*WHAT YOU HAVE TO DO*
Your reply should consist solely of the lines from the start of the material below through the line containing "(ModuleData::Record(a), ModuleData::Record(b)) =>", reproduced exactly.
= Beginning of Section =
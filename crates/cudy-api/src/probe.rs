// Capability probe
//
// Visits every module of a profile, trying each known endpoint until one
// yields data, resolving XHR shell pages into their fragments on the way.
// Fetches run one at a time; embedded HTTP servers cope badly with
// concurrent requests.

use std::future::Future;

use tracing::debug;

use crate::error::Error;
use crate::html::{extract_xhr_endpoints, parse_device_table};
use crate::luci::{LuciClient, luci_path};
use crate::model::{Module, ModuleData, ModuleRecord, SensorValue, Snapshot};
use crate::profile::ModelFamily;
use crate::schema::{endpoints, match_builtin, sensors};

/// Anything that can fetch a LuCI page as text.
pub trait PageSource {
    /// Fetch `path` (already carrying the LuCI prefix).
    fn fetch_page(&self, path: &str) -> impl Future<Output = Result<String, Error>> + Send;
}

impl PageSource for LuciClient {
    async fn fetch_page(&self, path: &str) -> Result<String, Error> {
        self.get_text(path).await
    }
}

impl LuciClient {
    /// Snapshot of every module, probed with the generic profile.
    pub async fn get_snapshot(&self) -> Result<Snapshot, Error> {
        get_snapshot(self, ModelFamily::Generic).await
    }
}

/// Parse one page of `module`.
pub fn parse_module(module: Module, html: &str, row_selector: Option<&str>) -> ModuleData {
    if module.is_device_list() {
        ModuleData::Devices(parse_device_table(html, row_selector))
    } else {
        ModuleData::Record(match_builtin(module, html))
    }
}

fn empty_data(module: Module) -> ModuleData {
    if module.is_device_list() {
        ModuleData::Devices(Vec::new())
    } else {
        ModuleData::Record(ModuleRecord::new())
    }
}

fn absorb(into: &mut ModuleData, other: ModuleData) {
    match (into, other) {
        (ModuleData::Record(a), ModuleData::Record(b)) => a.merge(b),
        (ModuleData::Devices(a), ModuleData::Devices(b)) => a.extend(b),
        _ => {}
    }
}

fn is_usable(data: &ModuleData) -> bool {
    match data {
        ModuleData::Record(r) => r.has_data(),
        ModuleData::Devices(d) => !d.is_empty(),
    }
}

/// Fetch a page; `None` for empty bodies and non-auth failures.
async fn fetch<S: PageSource>(source: &S, path: &str) -> Result<Option<String>, Error> {
    match source.fetch_page(path).await {
        Ok(html) if html.trim().is_empty() => {
            debug!(path, "empty page");
            Ok(None)
        }
        Ok(html) => Ok(Some(html)),
        Err(e) if e.is_auth_failure() => Err(e),
        Err(e) => {
            debug!(path, error = %e, "fetch failed, trying next candidate");
            Ok(None)
        }
    }
}

/// Probe one module, returning the first usable candidate.
pub async fn probe_module<S: PageSource>(
    source: &S,
    module: Module,
    row_selector: Option<&str>,
) -> Result<Option<ModuleData>, Error> {
    for candidate in endpoints(module) {
        let path = luci_path(candidate);
        let Some(html) = fetch(source, &path).await? else {
            continue;
        };

        let fragments = extract_xhr_endpoints(&html);
        let data = if fragments.is_empty() {
            parse_module(module, &html, row_selector)
        } else {
            debug!(%module, count = fragments.len(), "shell page, loading fragments");
            let mut merged = empty_data(module);
            for (url, endpoint) in &fragments {
                if let Some(fragment) = fetch(source, &endpoint.fragment_path(url)).await? {
                    absorb(&mut merged, parse_module(module, &fragment, row_selector));
                }
            }
            merged
        };

        if is_usable(&data) {
            debug!(%module, path, "module resolved");
            return Ok(Some(data));
        }
    }
    debug!(%module, "no candidate yielded data");
    Ok(None)
}

/// Probe every module of `family` and enrich the result.
///
/// Fails only on authentication errors; modules without a usable page are
/// left out of the snapshot.
pub async fn get_snapshot<S: PageSource>(source: &S, family: ModelFamily) -> Result<Snapshot, Error> {
    let mut snapshot = Snapshot::new();
    for &module in family.modules() {
        if let Some(data) = probe_module(source, module, family.row_selector()).await? {
            snapshot.insert(module, data);
        }
    }
    enrich_wan_from_gsm(&mut snapshot);
    Ok(snapshot)
}

/// Fill unknown WAN fields from the GSM record, creating the WAN record on
/// cellular-only routers when GSM reports at least one of them. Known WAN
/// values are never overwritten.
pub fn enrich_wan_from_gsm(snapshot: &mut Snapshot) {
    let Some(gsm) = snapshot.record(Module::Gsm) else {
        return;
    };
    let pick = |keys: &[&str]| keys.iter().find_map(|k| gsm.text(k)).map(str::to_owned);
    let derived = [
        ("public_ip", pick(&["public_ip", "ip_address"])),
        ("ip", pick(&["ip_address", "public_ip"])),
        ("type", pick(&["network_type"])),
        ("uptime", pick(&["connected_time"])),
    ];

    if derived.iter().all(|(_, value)| value.is_none()) {
        return;
    }
    if snapshot.record(Module::Wan).is_none() {
        let mut blank = ModuleRecord::new();
        for spec in sensors(Module::Wan) {
            blank.insert(spec.key, spec.unknown());
        }
        snapshot.insert(Module::Wan, ModuleData::Record(blank));
    }
    let Some(wan) = snapshot.record_mut(Module::Wan) else {
        return;
    };
    for (key, value) in derived {
        let Some(value) = value else { continue };
        if wan.get(key).is_none_or(SensorValue::is_unknown) {
            wan.insert(key, SensorValue::Text(value));
        }
    }
}

#[cfg(test)]
#[allow(clippy::unwrap_used)]
mod tests {
    use std::collections::HashMap;
    use std::sync::Mutex;

    use pretty_assertions::assert_eq;

    use super::*;

    enum Canned {
        Page(String),
        Rejected(u16),
        Broken,
    }

    /// Serves canned pages; unknown paths are empty.
    #[derive(Default)]
    struct FakeSource {
        pages: HashMap<String, Canned>,
        hits: Mutex<Vec<String>>,
    }

    impl FakeSource {
        fn page(mut self, path: &str, html: &str) -> Self {
            self.pages.insert(path.to_owned(), Canned::Page(html.to_owned()));
            self
        }

        fn rejected(mut self, path: &str, status: u16) -> Self {
            self.pages.insert(path.to_owned(), Canned::Rejected(status));
            self
        }

        fn broken(mut self, path: &str) -> Self {
            self.pages.insert(path.to_owned(), Canned::Broken);
            self
        }

        fn hits(&self) -> Vec<String> {
            self.hits.lock().unwrap().clone()
        }
    }

    impl PageSource for FakeSource {
        async fn fetch_page(&self, path: &str) -> Result<String, Error> {
            self.hits.lock().unwrap().push(path.to_owned());
            match self.pages.get(path) {
                Some(Canned::Page(html)) => Ok(html.clone()),
                Some(Canned::Rejected(status)) => Err(Error::SessionRejected { status: *status }),
                Some(Canned::Broken) => Err(Error::Tls("handshake failed".into())),
                None => Ok(String::new()),
            }
        }
    }

    fn kv_table(rows: &[(&str, &str)]) -> String {
        let body: String = rows
            .iter()
            .map(|(k, v)| format!("<tr><td>{k}</td><td>{v}</td></tr>"))
            .collect();
        format!("<table>{body}</table>")
    }

    #[tokio::test]
    async fn falls_through_to_the_alternate_endpoint() {
        let source = FakeSource::default().page(
            "/cgi-bin/luci/admin/services/dhcp/status",
            &kv_table(&[("Start", "192.168.10.100")]),
        );
        let data = probe_module(&source, Module::Dhcp, None).await.unwrap();
        assert!(data.is_some());
        assert_eq!(
            source.hits(),
            vec![
                "/cgi-bin/luci/admin/services/dhcp/status?detail=1",
                "/cgi-bin/luci/admin/services/dhcp/status",
            ]
        );
    }

    #[tokio::test]
    async fn transport_failures_move_on_to_the_next_candidate() {
        let source = FakeSource::default()
            .broken("/cgi-bin/luci/admin/services/dhcp/status?detail=1")
            .page(
                "/cgi-bin/luci/admin/services/dhcp/status",
                &kv_table(&[("Start", "192.168.10.100")]),
            );
        let data = probe_module(&source, Module::Dhcp, None).await.unwrap().unwrap();
        assert_eq!(data.as_record().unwrap().text("ip_start"), Some("192.168.10.100"));
        assert_eq!(source.hits().len(), 2);
    }

    #[tokio::test]
    async fn shell_pages_resolve_their_fragments() {
        let shell = r"<div id='s'></div>
            <script>cbi_xhr_load('#s', 'replace', '/cgi-bin/luci/admin/network/lan/addr', 'part=1');
            cbi_xhr_load('#t', 'replace', '/cgi-bin/luci/admin/network/lan/hw', 'part=2');</script>";
        let source = FakeSource::default()
            .page("/cgi-bin/luci/admin/network/lan/status?detail=1", shell)
            .page(
                "/cgi-bin/luci/admin/network/lan/addr?part=1",
                &kv_table(&[("IP Address", "192.168.10.1")]),
            )
            .page(
                "/cgi-bin/luci/admin/network/lan/hw?part=2",
                &kv_table(&[("MAC Address", "80:AF:CA:00:00:01")]),
            );
        let data = probe_module(&source, Module::Lan, None).await.unwrap().unwrap();
        let record = data.as_record().unwrap();
        assert_eq!(record.text("ip"), Some("192.168.10.1"));
        assert_eq!(record.text("mac"), Some("80:AF:CA:00:00:01"));
    }

    #[tokio::test]
    async fn pages_without_values_are_skipped() {
        let source = FakeSource::default().page(
            "/cgi-bin/luci/admin/network/lan/status?detail=1",
            "<p>Please wait</p>",
        );
        assert!(probe_module(&source, Module::Lan, None).await.unwrap().is_none());
    }

    #[tokio::test]
    async fn auth_failures_abort_the_probe() {
        let source = FakeSource::default()
            .rejected("/cgi-bin/luci/admin/system/status?detail=1", 403);
        let err = get_snapshot(&source, ModelFamily::Wr6500).await.unwrap_err();
        assert!(err.is_auth_failure());
    }

    #[tokio::test]
    async fn gsm_only_router_gets_a_wan_record() {
        let source = FakeSource::default().page(
            "/cgi-bin/luci/admin/network/gcom/status?detail=1&iface=4g",
            &kv_table(&[("IP Address", "10.0.0.5"), ("Network Type", "LTE")]),
        );
        let snapshot = get_snapshot(&source, ModelFamily::P5).await.unwrap();
        let wan = snapshot.record(Module::Wan).unwrap();
        assert_eq!(wan.text("ip"), Some("10.0.0.5"));
        assert_eq!(wan.text("public_ip"), Some("10.0.0.5"));
        assert_eq!(wan.text("gateway"), None);
    }

    #[test]
    fn gsm_without_wan_fields_adds_no_wan_record() {
        let mut gsm = ModuleRecord::new();
        gsm.insert("signal", SensorValue::Integer(Some(-71)));
        gsm.insert("ip_address", SensorValue::unknown_text());
        let mut snapshot = Snapshot::new();
        snapshot.insert(Module::Gsm, ModuleData::Record(gsm));
        enrich_wan_from_gsm(&mut snapshot);
        assert!(snapshot.record(Module::Wan).is_none());
    }

    #[test]
    fn enrichment_keeps_known_wan_fields() {
        let mut gsm = ModuleRecord::new();
        gsm.insert("ip_address", SensorValue::Text("10.0.0.5".into()));
        gsm.insert("connected_time", SensorValue::Text("1h 2m".into()));
        let mut wan = ModuleRecord::new();
        wan.insert("ip", SensorValue::Text("203.0.113.9".into()));
        wan.insert("uptime", SensorValue::unknown_text());

        let mut snapshot = Snapshot::new();
        snapshot.insert(Module::Gsm, ModuleData::Record(gsm));
        snapshot.insert(Module::Wan, ModuleData::Record(wan));
        enrich_wan_from_gsm(&mut snapshot);

        let wan = snapshot.record(Module::Wan).unwrap();
        assert_eq!(wan.text("ip"), Some("203.0.113.9"));
        assert_eq!(wan.text("uptime"), Some("1h 2m"));
        assert_eq!(wan.text("public_ip"), Some("10.0.0.5"));
    }
}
= End of Section =
*RESULT FOR THIS EXERCISE*
filename crates/cudy-api/src/probe.rs
// Capability probe
//
// Visits every module of a profile, trying each known endpoint until one
// yields data, resolving XHR shell pages into their fragments on the way.
// Fetches run one at a time; embedded HTTP servers cope badly with
// concurrent requests.

use std::future::Future;

use tracing::debug;

use crate::error::Error;
use crate::html::{extract_xhr_endpoints, parse_device_table};
use crate::luci::{LuciClient, luci_path};
use crate::model::{Module, ModuleData, ModuleRecord, SensorValue, Snapshot};
use crate::profile::ModelFamily;
use crate::schema::{endpoints, match_builtin, sensors};

/// Anything that can fetch a LuCI page as text.
pub trait PageSource {
    /// Fetch `path` (already carrying the LuCI prefix).
    fn fetch_page(&self, path: &str) -> impl Future<Output = Result<String, Error>> + Send;
}

impl PageSource for LuciClient {
    async fn fetch_page(&self, path: &str) -> Result<String, Error> {
        self.get_text(path).await
    }
}

impl LuciClient {
    /// Snapshot of every module, probed with the generic profile.
    pub async fn get_snapshot(&self) -> Result<Snapshot, Error> {
        get_snapshot(self, ModelFamily::Generic).await
    }
}

/// Parse one page of `module`.
pub fn parse_module(module: Module, html: &str, row_selector: Option<&str>) -> ModuleData {
    if module.is_device_list() {
        ModuleData::Devices(parse_device_table(html, row_selector))
    } else {
        ModuleData::Record(match_builtin(module, html))
    }
}

fn empty_data(module: Module) -> ModuleData {
    if module.is_device_list() {
        ModuleData::Devices(Vec::new())
    } else {
        ModuleData::Record(ModuleRecord::new())
    }
}

fn absorb(into: &mut ModuleData, other: ModuleData) {
    match (into, other) {
        (ModuleData::Record(a), ModuleData::Record(b)) => a.merge(b),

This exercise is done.